Required work:
Look through the material that follows and show every line with the string "lines".
>>
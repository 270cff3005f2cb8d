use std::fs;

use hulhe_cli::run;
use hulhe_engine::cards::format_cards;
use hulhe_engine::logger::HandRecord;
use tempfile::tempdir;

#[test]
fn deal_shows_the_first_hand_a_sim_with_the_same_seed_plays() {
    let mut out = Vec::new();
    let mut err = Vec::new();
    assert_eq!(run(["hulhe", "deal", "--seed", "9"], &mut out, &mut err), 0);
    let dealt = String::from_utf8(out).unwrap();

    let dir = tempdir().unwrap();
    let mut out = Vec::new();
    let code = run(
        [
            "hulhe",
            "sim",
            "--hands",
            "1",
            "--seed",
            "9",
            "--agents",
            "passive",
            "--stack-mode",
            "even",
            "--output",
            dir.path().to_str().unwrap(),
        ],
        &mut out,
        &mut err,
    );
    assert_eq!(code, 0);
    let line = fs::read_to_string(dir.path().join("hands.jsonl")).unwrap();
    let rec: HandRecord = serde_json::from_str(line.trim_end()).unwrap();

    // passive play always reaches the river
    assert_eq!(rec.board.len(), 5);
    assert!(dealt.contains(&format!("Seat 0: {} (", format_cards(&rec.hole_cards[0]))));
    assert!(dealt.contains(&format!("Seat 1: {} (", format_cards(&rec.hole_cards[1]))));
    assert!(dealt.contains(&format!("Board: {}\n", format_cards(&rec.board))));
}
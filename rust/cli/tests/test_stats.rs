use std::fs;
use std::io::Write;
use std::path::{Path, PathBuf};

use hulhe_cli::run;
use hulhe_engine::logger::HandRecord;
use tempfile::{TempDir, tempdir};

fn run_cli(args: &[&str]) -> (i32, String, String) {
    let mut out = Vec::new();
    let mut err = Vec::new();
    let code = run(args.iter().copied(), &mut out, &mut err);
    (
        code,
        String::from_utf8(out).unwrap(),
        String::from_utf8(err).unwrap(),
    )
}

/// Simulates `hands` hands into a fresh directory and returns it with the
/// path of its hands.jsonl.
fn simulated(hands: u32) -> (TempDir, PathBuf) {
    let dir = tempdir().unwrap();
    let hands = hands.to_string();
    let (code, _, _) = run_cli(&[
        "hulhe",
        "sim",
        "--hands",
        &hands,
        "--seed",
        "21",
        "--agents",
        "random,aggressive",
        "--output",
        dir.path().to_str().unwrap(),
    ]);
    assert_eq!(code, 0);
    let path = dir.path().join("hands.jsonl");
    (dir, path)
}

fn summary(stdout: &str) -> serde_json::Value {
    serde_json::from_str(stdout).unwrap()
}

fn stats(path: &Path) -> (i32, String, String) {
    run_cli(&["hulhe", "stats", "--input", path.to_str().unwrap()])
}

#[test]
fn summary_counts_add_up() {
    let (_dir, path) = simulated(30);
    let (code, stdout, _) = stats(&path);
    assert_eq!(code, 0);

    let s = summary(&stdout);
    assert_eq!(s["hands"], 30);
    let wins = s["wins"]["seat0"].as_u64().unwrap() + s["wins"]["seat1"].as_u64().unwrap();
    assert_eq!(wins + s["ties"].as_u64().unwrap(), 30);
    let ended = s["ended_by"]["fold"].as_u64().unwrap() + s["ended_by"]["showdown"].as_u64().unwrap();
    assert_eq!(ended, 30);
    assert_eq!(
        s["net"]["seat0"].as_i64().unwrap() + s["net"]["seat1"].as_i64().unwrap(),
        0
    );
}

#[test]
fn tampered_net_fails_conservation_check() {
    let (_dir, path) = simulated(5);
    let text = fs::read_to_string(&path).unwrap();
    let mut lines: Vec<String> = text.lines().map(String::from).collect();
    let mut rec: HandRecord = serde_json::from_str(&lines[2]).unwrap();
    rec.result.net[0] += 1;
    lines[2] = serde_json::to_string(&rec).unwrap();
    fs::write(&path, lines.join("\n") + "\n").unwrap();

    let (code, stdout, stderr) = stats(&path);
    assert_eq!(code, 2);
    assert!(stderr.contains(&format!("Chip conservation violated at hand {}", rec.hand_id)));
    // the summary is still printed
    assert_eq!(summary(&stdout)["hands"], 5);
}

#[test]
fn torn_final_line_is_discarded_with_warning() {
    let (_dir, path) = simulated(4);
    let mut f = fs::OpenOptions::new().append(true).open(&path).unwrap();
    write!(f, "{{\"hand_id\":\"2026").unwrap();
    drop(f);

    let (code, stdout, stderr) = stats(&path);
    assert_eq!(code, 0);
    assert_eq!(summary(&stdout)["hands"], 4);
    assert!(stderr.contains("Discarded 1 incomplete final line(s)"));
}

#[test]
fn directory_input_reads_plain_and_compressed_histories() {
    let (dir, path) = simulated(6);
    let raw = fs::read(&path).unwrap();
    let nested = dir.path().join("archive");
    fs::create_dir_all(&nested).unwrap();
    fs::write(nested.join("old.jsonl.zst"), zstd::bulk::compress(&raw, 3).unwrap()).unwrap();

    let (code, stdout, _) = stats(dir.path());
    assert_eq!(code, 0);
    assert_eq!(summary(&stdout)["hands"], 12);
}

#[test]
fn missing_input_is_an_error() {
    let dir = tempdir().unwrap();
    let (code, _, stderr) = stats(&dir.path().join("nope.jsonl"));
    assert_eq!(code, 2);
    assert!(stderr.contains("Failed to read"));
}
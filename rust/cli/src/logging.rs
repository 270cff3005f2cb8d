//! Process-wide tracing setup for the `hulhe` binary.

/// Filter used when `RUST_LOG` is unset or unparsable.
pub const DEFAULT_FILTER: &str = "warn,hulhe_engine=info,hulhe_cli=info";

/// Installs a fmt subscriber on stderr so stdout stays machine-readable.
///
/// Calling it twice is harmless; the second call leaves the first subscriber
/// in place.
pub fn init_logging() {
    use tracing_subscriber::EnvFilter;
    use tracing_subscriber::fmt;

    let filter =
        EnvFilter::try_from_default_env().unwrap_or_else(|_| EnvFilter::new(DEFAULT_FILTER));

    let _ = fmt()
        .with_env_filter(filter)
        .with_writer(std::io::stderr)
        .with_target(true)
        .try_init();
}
<<
Answer section:
    let mut lines: Vec<String> = text.lines().map(String::from).collect();
    let mut rec: HandRecord = serde_json::from_str(&lines[2]).unwrap();
    lines[2] = serde_json::to_string(&rec).unwrap();
    fs::write(&path, lines.join("\n") + "\n").unwrap();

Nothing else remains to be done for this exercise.